## Task brief
Copy, from the material below, each line where "await" shows up.
== Segment start ==
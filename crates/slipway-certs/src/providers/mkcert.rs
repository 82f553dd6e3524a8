//! mkcert provider for local development. Shells out to the external
//! `mkcert` binary writing into a temp directory.

use async_trait::async_trait;
use std::time::Duration;

use slipway_core::domainutil;

use crate::prelude::*;
use crate::providers::CertificateProvider;
use crate::store::Certificate;

pub struct MkcertProvider;

impl MkcertProvider {
	pub fn new() -> Self {
		Self
	}
}

impl Default for MkcertProvider {
	fn default() -> Self {
		Self::new()
	}
}

#[async_trait]
impl CertificateProvider for MkcertProvider {
	async fn request_certificate(&self, domain: &str) -> SwResult<Certificate> {
		let tmp_dir = tempfile::Builder::new().prefix("mkcert").tempdir()?;

		let mut args: Vec<&str> = vec![domain];
		let base = domainutil::base_domain(domain);
		if domainutil::is_wildcard(domain) {
			args.push(base);
		}
		args.extend(["-cert-file", "cert.pem", "-key-file", "key.pem"]);

		let status = tokio::process::Command::new("mkcert")
			.args(&args)
			.current_dir(tmp_dir.path())
			.status()
			.await
			.map_err(|e| Error::ChallengeFailed(format!("mkcert spawn: {}", e)))?;
		if !status.success() {
			return Err(Error::ChallengeFailed(format!("mkcert exited with {}", status)));
		}

		let cert_pem = tokio::fs::read_to_string(tmp_dir.path().join("cert.pem")).await?;
		let key_pem = tokio::fs::read_to_string(tmp_dir.path().join("key.pem")).await?;

		Ok(Certificate {
			cert_pem: cert_pem.into_boxed_str(),
			key_pem: key_pem.into_boxed_str(),
			ttl: Duration::ZERO,
		})
	}
}

// vim: ts=4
== Segment end ==
## Answer for the task
			.await
		let cert_pem = tokio::fs::read_to_string(tmp_dir.path().join("cert.pem")).await?;
		let key_pem = tokio::fs::read_to_string(tmp_dir.path().join("key.pem")).await?;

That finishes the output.